NO PRESENTA UN PARECIDO muy grande con Córdoba pero tiene siempre aspecto de ciudad colonial, o provinciana, mejor. Visitamos el consulado con sus cartas esperándonos y tras la lectura fuimos a ver qué pasaba con una recomendación para un cagatinta de la cancillería, el que, por supuesto, nos largó duros. Deambulamos de cuartel en cuartel, hasta que en uno comimos un poco de arroz y por la tarde visitamos al doctor Pesce, que nos recibió con una amabilidad realmente extraña en un capo de la lepra. Nos consiguió alojamiento en un hospital de leprosos y nos invitó a comer por la noche en su casa. Resultó un conversador notablemente ameno. Tarde fuimos a dormir.
Tarde también nos despertamos y tomamos el desayuno, nos comunicaron que no había orden para darnos comida, de modo que decidimos irnos al Callao a conocerlo. El viaje resultó lerdo porque era Io de mayo y no había transporte, de modo que tuvimos que hacer los 14 kilómetros a pie. El Callao no ofrece nada particular para ver. Ni siquiera había barcos argentinos. Para aumentar la dureza de nuestras caras nos presentamos a un cuartel a mendigar un poco de comida y emprendimos la retirada rumbo a Lima, comiendo nuevamente en casa del doctor Pesce, que nos contó sus aventuras en cuanto a clasificación de la lepra.

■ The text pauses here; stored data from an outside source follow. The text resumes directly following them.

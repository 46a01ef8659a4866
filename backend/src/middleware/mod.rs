pub mod language;

pub use language::language_middleware;
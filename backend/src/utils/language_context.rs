//! Request-scoped storage for the resolved language
//!
//! Every request runs inside its own task-local cell, opened by the language
//! middleware. Code running on the request's task can read and update the
//! value without it being threaded through call signatures. Tasks spawned
//! from a handler do not inherit the cell.

use std::cell::RefCell;
use std::fmt;
use std::future::Future;

use axum::{extract::FromRequestParts, http::request::Parts};
use serde::{Serialize, Serializer};

use super::error::{ApiError, ApiResult};

tokio::task_local! {
    static REQUEST_LANGUAGE: RefCell<Option<String>>;
}

const NO_SCOPE: &str = "request language accessed outside of a request scope";

/// Run `future` inside a fresh, empty request language cell
pub async fn scope<F>(future: F) -> F::Output
where
    F: Future,
{
    REQUEST_LANGUAGE.scope(RefCell::new(None), future).await
}

/// Synchronous counterpart of [`scope`]
pub fn sync_scope<R>(f: impl FnOnce() -> R) -> R {
    REQUEST_LANGUAGE.sync_scope(RefCell::new(None), f)
}

/// Store the language for the current request
pub fn set_language(language: impl Into<String>) -> ApiResult<()> {
    let language = language.into();
    REQUEST_LANGUAGE
        .try_with(|cell| {
            *cell.borrow_mut() = Some(language);
        })
        .map_err(|_| ApiError::configuration(NO_SCOPE))
}

/// Get the language for the current request
///
/// `Ok(None)` means the scope is active but nothing was resolved yet.
pub fn get_language() -> ApiResult<Option<String>> {
    REQUEST_LANGUAGE
        .try_with(|cell| cell.borrow().clone())
        .map_err(|_| ApiError::configuration(NO_SCOPE))
}

/// Read-only view of the current request's language
///
/// Every read looks the value up again, so a `CurrentLanguage` held across a
/// `change_language` call reflects the change. Displays as the language tag,
/// or as an empty string when nothing is resolved.
#[derive(Debug, Clone, Copy, Default, PartialEq, Eq)]
pub struct CurrentLanguage;

pub const fn current_language() -> CurrentLanguage {
    CurrentLanguage
}

impl CurrentLanguage {
    pub fn get(&self) -> Option<String> {
        get_language().ok().flatten()
    }

    pub fn is_resolved(&self) -> bool {
        self.get().is_some()
    }
}

impl fmt::Display for CurrentLanguage {
    fn fmt(&self, f: &mut fmt::Formatter<'_>) -> fmt::Result {
        match self.get() {
            Some(language) => f.write_str(&language),
            None => Ok(()),
        }
    }
}

impl Serialize for CurrentLanguage {
    fn serialize<S: Serializer>(&self, serializer: S) -> Result<S::Ok, S::Error> {
        serializer.collect_str(self)
    }
}

#[axum::async_trait]
impl<S> FromRequestParts<S> for CurrentLanguage
where
    S: Send + Sync,
{
    type Rejection = std::convert::Infallible;

    async fn from_request_parts(_parts: &mut Parts, _state: &S) -> Result<Self, Self::Rejection> {
        Ok(CurrentLanguage)
    }
}
//! Language resolution middleware
//!
//! Opens the request language scope, resolves the language before the
//! handler runs and writes the language cookie once it returns.

use std::sync::Arc;

use axum::{
    extract::{Request, State},
    middleware::Next,
    response::Response,
};

use crate::services::LanguageResolver;
use crate::utils::{ApiResult, language_context};

/// Middleware wrapping every request in its own language scope
pub async fn language_middleware(
    State(resolver): State<Arc<LanguageResolver>>,
    req: Request,
    next: Next,
) -> ApiResult<Response> {
    language_context::scope(async move {
        resolver.resolve(&req)?;

        let response = next.run(req).await;

        resolver.persist(response)
    })
    .await
}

Por la mañana fuimos al museo arqueológico y antropológico. Magnífico, pero que no pudimos recorrer íntegramente por falta de tiempo.
La tarde la dedicamos a conocer el leprosario bajo la dirección del doctor Molina, quien además de ser un buen leprólogo parece ser un magnífico cirujano de tórax. Como de costumbre, fuimos a comer a lo del doctor Pesce.
Toda la mañana del sábado la perdimos en el centro tratando de cambiar 50 coronas suecas, cosa que conseguimos al final después de mucho trajín. Por la tarde nos dedicamos a conocer el laboratorio; que no tiene mucho que envidiarle y deja mucho que desear, pero en cambio tiene un fichero bibliográfico formidable por la claridad y método del ordenamiento y también la cantidad de fichas anotadas. Por supuesto que por la noche fuimos a comer a casa del doctor Pesce, que como siempre se mostró como un amenísimo conversador.
El domingo era un gran día para nosotros, por primera vez una corrida de toros y aunque era lo que se llama una novillada, es decir una corrida con toros y toreros de inferior calidad, la expectativa era grande, hasta el punto que yo casi no podía concentrarme en la lectura de un libro de Tello que leí por la mañana en la biblioteca. Llegamos sobre el filo de la corrida y cuando entramos, ya un novillero estaba matando al toro, pero por un método diferente al usual, llamado descabellamiento. El resultado fue que el toro se pasó diez minutos sufriendo, acostado contra los tablones mientras el torero no podía ultimarlo y el público chillaba. En el tercer toro hubo un cierto grado de emoción cuando enganchó aparatosamente al torero y lo voló por el aire, pero no hubo más que eso. La fiesta acabó con la muerte del sexto animal sin pena ni gloria. Arte no le veo; valor, en cierta manera; destreza, poca; emoción, relativa. En resumen, todo depende de lo que haya por hacer el domingo.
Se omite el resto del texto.